Kenni Thompson

Personal information
- Full name: Kenni Louise Tohmasia Thompson
- Date of birth: 1 December 2000 (age 25)
- Position: Forward

Team information
- Current team: AFC Bournemouth

International career
- Years: Team / Apps / (Gls)
- 2023–: Bermuda / 1 / (0)

= Kenni Thompson =

Bermudian footballer (born 2000)

Kenni Louise Tohmasia Thompson (born 1 December 2000) is a Bermudian footballer who plays as a striker for AFC Bournemouth Women

==Early life==

Thompson was born in Bermuda and enrolled in Saltus Grammar School.

==Youth career==

As a youth player, Thompson received offers from Espanyol and Barcelona to join their youth academies, ending up joining the latter. She also played for the WOSPAC Academy for three years, which enabled her to train with the youth academy of Spanish side UE Cornellà. After that, she joined the youth academy of English side Chelsea.

==Senior club career==

Thompson started her career with the reserves of Spanish side Espanyol, before being promoted to play for their first team.

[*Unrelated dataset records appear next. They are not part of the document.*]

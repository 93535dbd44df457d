//! Log capture for unit tests
//!
//! Installs one process-wide logger that records into a thread-local buffer, so
//! tests running in parallel only see their own records.

use log::{Level, LevelFilter, Log, Metadata, Record};
use std::cell::RefCell;
use std::sync::Once;

struct CapturingLogger;

thread_local! {
    static RECORDS: RefCell<Vec<(Level, String)>> = const { RefCell::new(Vec::new()) };
}

impl Log for CapturingLogger {
    fn enabled(&self, _metadata: &Metadata) -> bool {
        true
    }

    fn log(&self, record: &Record) {
        RECORDS.with(|records| {
            records
                .borrow_mut()
                .push((record.level(), record.args().to_string()))
        });
    }

    fn flush(&self) {}
}

static LOGGER: CapturingLogger = CapturingLogger;
static INIT: Once = Once::new();

/// Run `f` and return its result with the messages logged at `level` meanwhile
pub fn capture<T>(level: Level, f: impl FnOnce() -> T) -> (T, Vec<String>) {
    INIT.call_once(|| {
        if log::set_logger(&LOGGER).is_ok() {
            log::set_max_level(LevelFilter::Trace);
        }
    });
    RECORDS.with(|records| records.borrow_mut().clear());

    let result = f();

    let messages = RECORDS.with(|records| {
        records
            .borrow_mut()
            .drain(..)
            .filter(|(l, _)| *l == level)
            .map(|(_, message)| message)
            .collect()
    });
    (result, messages)
}
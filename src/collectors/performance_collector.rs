use crate::alerts::{evaluate, AlertDispatcher, Metric, Percent};
use crate::collectors::{CollectionReport, Collector};
use crate::error::CollectorError;
use crate::output::CsvLog;
use crate::samples::{collection_time, Counter, PerformanceSample};
use log::debug;
use std::path::PathBuf;
use std::rc::Rc;
use std::thread;
use std::time::Instant;
use sysinfo::System;

/// Supplier of host performance counter readings
#[cfg_attr(test, mockall::automock)]
pub trait CounterSource {
    /// Check that counters can be read on this host at all
    fn check_available(&self) -> Result<(), CollectorError>;

    /// Read every requested counter once, in the order given
    fn sample(&mut self, counters: &[Counter]) -> Result<Vec<f64>, CollectorError>;
}

/// Counter source backed by `sysinfo`
pub struct SystemCounters {
    system: System,
    /// When CPU usage was last refreshed; usage is measured between refreshes
    cpu_refreshed_at: Instant,
}

impl Default for SystemCounters {
    fn default() -> Self {
        Self::new()
    }
}

impl SystemCounters {
    pub fn new() -> Self {
        let mut system = System::new();
        system.refresh_cpu_usage();
        Self {
            system,
            cpu_refreshed_at: Instant::now(),
        }
    }

    fn refresh(&mut self) {
        // CPU usage is a delta between two refreshes; too short a gap reads as 0
        let elapsed = self.cpu_refreshed_at.elapsed();
        if elapsed < sysinfo::MINIMUM_CPU_UPDATE_INTERVAL {
            thread::sleep(sysinfo::MINIMUM_CPU_UPDATE_INTERVAL - elapsed);
        }
        self.system.refresh_cpu_usage();
        self.cpu_refreshed_at = Instant::now();
        self.system.refresh_memory();
    }

    fn read(&self, counter: Counter) -> Result<f64, CollectorError> {
        match counter {
            Counter::ProcessorTime => Ok(self.system.global_cpu_usage() as f64),
            Counter::AvailableMemory => {
                Ok(self.system.available_memory() as f64 / (1024.0 * 1024.0))
            }
            Counter::MemoryUsed => {
                let total = self.system.total_memory();
                if total == 0 {
                    return Err(CollectorError::Query(
                        "total memory reported as zero".to_string(),
                    ));
                }
                Ok(self.system.used_memory() as f64 / total as f64 * 100.0)
            }
            Counter::SwapUsed => {
                let total = self.system.total_swap();
                if total == 0 {
                    // No swap configured
                    return Ok(0.0);
                }
                Ok(self.system.used_swap() as f64 / total as f64 * 100.0)
            }
        }
    }
}

impl CounterSource for SystemCounters {
    fn check_available(&self) -> Result<(), CollectorError> {
        if sysinfo::IS_SUPPORTED_SYSTEM {
            Ok(())
        } else {
            Err(CollectorError::Unavailable(
                "performance counters are not supported on this platform".to_string(),
            ))
        }
    }

    fn sample(&mut self, counters: &[Counter]) -> Result<Vec<f64>, CollectorError> {
        self.refresh();
        counters.iter().map(|c| self.read(*c)).collect()
    }
}

/// Samples the configured counters once per cycle into the performance log
///
/// Evaluates the CPU threshold against `ProcessorTimePercent` when that counter
/// is part of the configured set.
pub struct PerformanceCollector {
    source: Box<dyn CounterSource>,
    counters: Vec<Counter>,
    log: CsvLog,
    cpu_limit: Option<Percent>,
    dispatcher: Rc<AlertDispatcher>,
}

impl PerformanceCollector {
    pub fn new(
        source: Box<dyn CounterSource>,
        counters: Vec<Counter>,
        path: impl Into<PathBuf>,
        cpu_limit: Option<Percent>,
        dispatcher: Rc<AlertDispatcher>,
    ) -> Self {
        let log = CsvLog::new(path, &Counter::header(&counters));
        Self {
            source,
            counters,
            log,
            cpu_limit,
            dispatcher,
        }
    }

    pub fn log(&self) -> &CsvLog {
        &self.log
    }
}

impl Collector for PerformanceCollector {
    fn name(&self) -> &str {
        "performance"
    }

    fn collect(&mut self) -> Result<CollectionReport, CollectorError> {
        let timestamp = collection_time();
        let readings = self.source.sample(&self.counters)?;
        if readings.len() != self.counters.len() {
            return Err(CollectorError::Parse(format!(
                "expected {} counter values, got {}",
                self.counters.len(),
                readings.len()
            )));
        }

        let sample = PerformanceSample {
            timestamp,
            values: self.counters.iter().copied().zip(readings).collect(),
        };
        debug!("Sampled performance counters: {:?}", sample.values);

        let mut report = CollectionReport::default();
        if let Some(cpu) = sample.value(Counter::ProcessorTime) {
            let source = Counter::ProcessorTime.column();
            if let Some(alert) = evaluate(Metric::CpuUsage, source, cpu, self.cpu_limit, timestamp) {
                report.raise(&self.dispatcher, &alert);
            }
        }

        report.rows = self.log.append(&[sample])?;
        Ok(report)
    }
}
use anyhow::{Context, Result};
use clap::{Args, Parser, Subcommand};
use hostlog::agent::{self, SystemSources};
use hostlog::config::{Config, Overrides};
use hostlog::runner::InterruptibleSleeper;
use log::{error, info, warn};
use std::path::PathBuf;
use std::rc::Rc;
use std::sync::atomic::{AtomicBool, Ordering};
use std::sync::Arc;

/// Command-line arguments for the host metrics agent
#[derive(Parser, Debug)]
#[command(
    name = "hostlog",
    about = "Periodic host metrics collection agent",
    long_about = "Samples performance counters, drive usage, error-level system events and \
                  network adapter traffic at a fixed interval, appends every sample to a CSV \
                  log and optionally mails an alert when a threshold is reached."
)]
struct Cli {
    /// Path to configuration file
    #[arg(
        short,
        long,
        value_name = "FILE",
        global = true,
        help = "Configuration file path (TOML format)"
    )]
    config: Option<PathBuf>,

    /// Enable verbose logging
    #[arg(
        short,
        long,
        global = true,
        help = "Enable verbose logging output (sets RUST_LOG=debug)"
    )]
    verbose: bool,

    #[command(subcommand)]
    command: Command,
}

#[derive(Subcommand, Debug)]
enum Command {
    /// Log performance counters, drive usage and system events
    System {
        #[command(flatten)]
        common: CommonArgs,

        /// Alert when total CPU usage reaches this percentage
        #[arg(long, value_name = "PERCENT")]
        cpu_threshold: Option<f64>,

        /// Alert when a drive's used space reaches this percentage
        #[arg(long, value_name = "PERCENT")]
        disk_threshold: Option<f64>,

        /// Event log to monitor (repeatable): system, user, kernel or a unit name
        #[arg(long = "event-log", value_name = "LOG")]
        event_logs: Vec<String>,
    },
    /// Log network adapter traffic
    Network {
        #[command(flatten)]
        common: CommonArgs,

        /// Adapter name or index to log (repeatable); all adapters when omitted
        #[arg(long = "adapter", value_name = "NAME|INDEX")]
        adapters: Vec<String>,
    },
}

#[derive(Args, Debug)]
struct CommonArgs {
    /// Seconds between two cycles
    #[arg(long, value_name = "SECONDS")]
    interval: Option<u64>,

    /// Number of cycles to run; runs until interrupted when omitted
    #[arg(long, value_name = "COUNT")]
    iterations: Option<u32>,

    /// Directory for the CSV logs
    #[arg(long, value_name = "DIR")]
    output_dir: Option<PathBuf>,
}

impl Cli {
    /// Validate the CLI arguments
    fn validate(&self) -> Result<(), String> {
        if let Some(ref config_path) = self.config {
            // Missing files fall back to defaults in Config::load
            if config_path.exists() && !config_path.is_file() {
                return Err(format!(
                    "Configuration path is not a file: {}",
                    config_path.display()
                ));
            }
        }
        Ok(())
    }

    fn overrides(&self) -> Overrides {
        match &self.command {
            Command::System {
                common,
                cpu_threshold,
                disk_threshold,
                event_logs,
            } => Overrides {
                cpu_threshold: *cpu_threshold,
                disk_threshold: *disk_threshold,
                event_logs: event_logs.clone(),
                ..common.overrides()
            },
            Command::Network { common, adapters } => Overrides {
                adapters: adapters.clone(),
                ..common.overrides()
            },
        }
    }
}

impl CommonArgs {
    fn overrides(&self) -> Overrides {
        Overrides {
            interval_seconds: self.interval,
            iterations: self.iterations,
            output_dir: self.output_dir.clone(),
            ..Default::default()
        }
    }
}

fn load_config(cli: &Cli) -> Result<Config> {
    let mut config = Config::load(cli.config.as_deref()).context("Failed to load configuration")?;
    config
        .apply(cli.overrides())
        .context("Invalid command-line value")?;
    config.validate().context("Invalid configuration")?;
    Ok(config)
}

fn run(cli: &Cli) -> Result<()> {
    cli.validate().map_err(anyhow::Error::msg)?;
    let config = load_config(cli)?;

    let stop = Arc::new(AtomicBool::new(false));
    let handler_stop = Arc::clone(&stop);
    if let Err(e) = ctrlc::set_handler(move || {
        info!("Received interrupt signal (SIGINT), stopping after the current cycle...");
        handler_stop.store(true, Ordering::SeqCst);
    }) {
        warn!("Failed to install SIGINT handler: {}", e);
    }
    let sleeper = Box::new(InterruptibleSleeper::new(Arc::clone(&stop)));

    let mut runner = match cli.command {
        Command::System { .. } => {
            let dispatcher = agent::alert_dispatcher(&config)?;
            agent::system_runner(
                &config,
                SystemSources::host(),
                Rc::new(dispatcher),
                sleeper,
                stop,
            )?
        }
        Command::Network { .. } => {
            agent::network_runner(&config, agent::host_adapters(), sleeper, stop)?
        }
    };

    runner.run();
    Ok(())
}

fn main() {
    let cli = Cli::parse();

    // Initialize logging based on verbosity
    if cli.verbose {
        std::env::set_var("RUST_LOG", "debug");
    }
    env_logger::init();

    info!("Starting hostlog");

    if let Err(e) = run(&cli) {
        error!("{:#}", e);
        std::process::exit(1);
    }

    info!("hostlog stopped");
}

#[cfg(test)]
mod tests {
    use super::*;
    use clap::CommandFactory;

    #[test]
    fn test_cli_definition() {
        Cli::command().debug_assert();
    }

    #[test]
    fn test_system_overrides() {
        let cli = Cli::parse_from([
            "hostlog",
            "system",
            "--interval",
            "5",
            "--cpu-threshold",
            "0",
            "--event-log",
            "system",
            "--event-log",
            "kernel",
        ]);

        let overrides = cli.overrides();

        assert_eq!(overrides.interval_seconds, Some(5));
        assert_eq!(overrides.cpu_threshold, Some(0.0));
        assert_eq!(overrides.disk_threshold, None);
        assert_eq!(overrides.event_logs, vec!["system", "kernel"]);
        assert!(overrides.adapters.is_empty());
    }

    #[test]
    fn test_network_overrides() {
        let cli = Cli::parse_from([
            "hostlog",
            "--verbose",
            "network",
            "--adapter",
            "eth0",
            "--adapter",
            "3",
            "--iterations",
            "2",
        ]);

        let overrides = cli.overrides();

        assert!(cli.verbose);
        assert_eq!(overrides.adapters, vec!["eth0", "3"]);
        assert_eq!(overrides.iterations, Some(2));
    }

    #[test]
    fn test_cli_validation_with_directory() {
        let dir = tempfile::TempDir::new().unwrap();
        let cli = Cli::parse_from([
            "hostlog",
            "--config",
            dir.path().to_str().unwrap(),
            "system",
        ]);

        assert!(cli.validate().is_err());
    }

    #[test]
    fn test_cli_validation_with_missing_file() {
        let cli = Cli::parse_from(["hostlog", "--config", "/nonexistent/hostlog.toml", "system"]);

        assert!(cli.validate().is_ok());
    }

    #[test]
    fn test_out_of_range_threshold_fails_to_load() {
        let cli = Cli::parse_from(["hostlog", "system", "--disk-threshold", "150"]);

        assert!(load_config(&cli).is_err());
    }

    #[test]
    fn test_zero_interval_fails_to_load() {
        let cli = Cli::parse_from(["hostlog", "network", "--interval", "0"]);

        assert!(load_config(&cli).is_err());
    }
}
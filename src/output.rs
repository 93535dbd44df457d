//! Append-only CSV logs
//!
//! Each collector owns one [`CsvLog`]. The file and its containing directory are
//! created on the first non-empty append of a run; the header row is written only
//! when the file is new or empty, so restarting the agent keeps appending below
//! the existing rows.

use crate::error::CollectorError;
use log::{debug, info};
use std::fs::{self, OpenOptions};
use std::path::{Path, PathBuf};

/// A record that can be appended to a [`CsvLog`] as one row
pub trait LogRecord {
    /// Column values in header order
    fn fields(&self) -> Vec<String>;
}

/// An append-only delimited record file with a fixed header
#[derive(Debug)]
pub struct CsvLog {
    path: PathBuf,
    header: Vec<String>,
    /// Set once the containing directory has been checked this run
    directory_ready: bool,
}

impl CsvLog {
    pub fn new<S: AsRef<str>>(path: impl Into<PathBuf>, header: &[S]) -> Self {
        Self {
            path: path.into(),
            header: header.iter().map(|h| h.as_ref().to_string()).collect(),
            directory_ready: false,
        }
    }

    pub fn path(&self) -> &Path {
        &self.path
    }

    pub fn header(&self) -> &[String] {
        &self.header
    }

    /// Append `records` as rows, returning the number of rows written
    ///
    /// An empty slice is a no-op: nothing is created or touched on disk.
    ///
    /// # Errors
    ///
    /// Returns `CollectorError::Io` if the directory or file cannot be created or
    /// written, and `CollectorError::Csv` if a row cannot be encoded.
    pub fn append<R: LogRecord>(&mut self, records: &[R]) -> Result<usize, CollectorError> {
        if records.is_empty() {
            return Ok(0);
        }

        self.ensure_directory()?;

        let needs_header = match fs::metadata(&self.path) {
            Ok(meta) => meta.len() == 0,
            Err(e) if e.kind() == std::io::ErrorKind::NotFound => true,
            Err(e) => return Err(CollectorError::Io(e)),
        };

        let file = OpenOptions::new()
            .create(true)
            .append(true)
            .open(&self.path)?;
        let mut writer = csv::WriterBuilder::new()
            .has_headers(false)
            .from_writer(file);

        if needs_header {
            debug!("Writing header to new log {}", self.path.display());
            writer.write_record(&self.header)?;
        }

        for record in records {
            writer.write_record(record.fields())?;
        }
        writer.flush()?;

        debug!(
            "Appended {} row(s) to {}",
            records.len(),
            self.path.display()
        );
        Ok(records.len())
    }

    fn ensure_directory(&mut self) -> Result<(), CollectorError> {
        if self.directory_ready {
            return Ok(());
        }

        if let Some(parent) = self.path.parent() {
            if !parent.as_os_str().is_empty() && !parent.exists() {
                info!("Creating log directory {}", parent.display());
                fs::create_dir_all(parent)?;
            }
        }

        self.directory_ready = true;
        Ok(())
    }
}
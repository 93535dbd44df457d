//! Event watermark tracking
//!
//! The watermark is the newest event creation time already written to the event
//! log. It bounds every event query so that an event is recorded once and only
//! once across back-to-back collection cycles.
//!
//! Boundary policy: once an event at time `t` has been recorded, the next query
//! starts at `t + 1µs` rather than at `t`. Two events sharing the watermark
//! timestamp would otherwise be fetched again on every following cycle. The cost
//! is that an event created at exactly `t` but written to the source after the
//! query that observed `t` is never picked up. That trade-off is accepted; one
//! microsecond is the resolution of journal timestamps.

use crate::samples::Timestamp;
use chrono::{DateTime, Duration, Utc};
use log::debug;

/// Smallest step past an observed timestamp, in microseconds
pub const BOUNDARY_STEP_MICROS: i64 = 1;

fn boundary_step() -> Duration {
    Duration::microseconds(BOUNDARY_STEP_MICROS)
}

/// Tracks the newest event timestamp already recorded
///
/// Owned by the event collector for the lifetime of one cycle runner. There is a
/// single writer and no concurrent readers; it is never persisted.
#[derive(Debug, Clone, PartialEq, Eq)]
pub struct Watermark {
    last_seen: Timestamp,
    /// False while `last_seen` is the initial lower bound rather than an observed event
    observed: bool,
}

impl Watermark {
    /// Start with an inclusive lower bound and no observed events
    pub fn starting_at(initial: Timestamp) -> Self {
        Self {
            last_seen: initial,
            observed: false,
        }
    }

    /// Start `lookback` before `now`, clamped to the earliest representable instant
    pub fn looking_back(now: Timestamp, lookback: Duration) -> Self {
        Self::starting_at(now.checked_sub_signed(lookback).unwrap_or(DateTime::<Utc>::MIN_UTC))
    }

    /// Newest recorded event time, or the initial bound if nothing was recorded yet
    pub fn current(&self) -> Timestamp {
        self.last_seen
    }

    /// Whether any event has been recorded through this watermark
    pub fn has_observed(&self) -> bool {
        self.observed
    }

    /// Inclusive lower bound for the next query
    ///
    /// Callers capture this once per cycle and use the same value for every source.
    pub fn query_start(&self) -> Timestamp {
        if self.observed {
            self.last_seen + boundary_step()
        } else {
            self.last_seen
        }
    }

    /// True when an event created at `time` lies inside the unrecorded range
    pub fn admits(&self, time: Timestamp) -> bool {
        time >= self.query_start()
    }

    /// Advance to the newest of `observed`, never moving backwards
    ///
    /// Returns `true` if the watermark moved. An empty iterator leaves it unchanged.
    pub fn advance<I>(&mut self, observed: I) -> bool
    where
        I: IntoIterator<Item = Timestamp>,
    {
        let newest = match observed.into_iter().max() {
            Some(newest) => newest,
            None => return false,
        };

        if newest > self.last_seen || (newest == self.last_seen && !self.observed) {
            debug!("Advancing event watermark {} -> {}", self.last_seen, newest);
            self.last_seen = newest;
            self.observed = true;
            true
        } else {
            false
        }
    }
}
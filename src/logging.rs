//! Log subscriber setup.
//!
//! The TUI owns the terminal, so log lines go to a file. Filter directives
//! come from `OVERDRIVE_LOG` (e.g. `OVERDRIVE_LOG=overdrive=debug`), falling
//! back to `info`.

use std::fs::{self, OpenOptions};
use std::path::Path;
use std::sync::Mutex;

use tracing_subscriber::{fmt, EnvFilter};

use crate::error::{Error, Result};

pub const LOG_ENV: &str = "OVERDRIVE_LOG";

fn filter() -> EnvFilter {
    EnvFilter::try_from_env(LOG_ENV).unwrap_or_else(|_| EnvFilter::new("info"))
}

/// Install the global subscriber, appending to `path`.
///
/// Fails if the file can't be opened or a subscriber is already installed.
pub fn init(path: &Path) -> Result<()> {
    if let Some(parent) = path.parent() {
        fs::create_dir_all(parent).map_err(|source| Error::Io {
            path: parent.to_path_buf(),
            source,
        })?;
    }

    let file = OpenOptions::new()
        .create(true)
        .append(true)
        .open(path)
        .map_err(|source| Error::Io {
            path: path.to_path_buf(),
            source,
        })?;

    fmt()
        .with_env_filter(filter())
        .with_ansi(false)
        .with_writer(Mutex::new(file))
        .try_init()
        .map_err(|e| Error::Logging(e.to_string()))?;

    tracing::info!(path = %path.display(), "logging initialised");
    Ok(())
}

In 2020, Thompson signed for Spanish side Deportivo de La Coruña, where she suffered injuries. She debuted for Deportivo de La Coruña against Real Sociedad. In 2022, she signed for English side London City Lionesses, where she scored one goal and recorded one assist during her first ten appearances for the club, playing as midfielder.

==International career==

In 2014, Thompson participated in try-outs for the Spain under-16 women's national team.

==International goals==

| No. | Date | Venue | Opponent | Score | Result | Competition |
| 1. | 27 November 2025 | Truman Bodden Sports Complex, George Town, Cayman Islands | Cayman Islands | 2–0 | 4–0 | 2026 CONCACAF W Championship qualification |
| 2. | 18 April 2026 | Dame Flora Duffy National Sports Centre, Devonshire Parish, Grenada | Grenada | 4–3 | 5–3 |

==Style of play==

Thompson mainly operates as a winger but can operate in other positions. She is left-footed and is known for her shooting ability.

==Personal life==

Thompson is the daughter of Bermudian footballer and manager Kenny Thompson.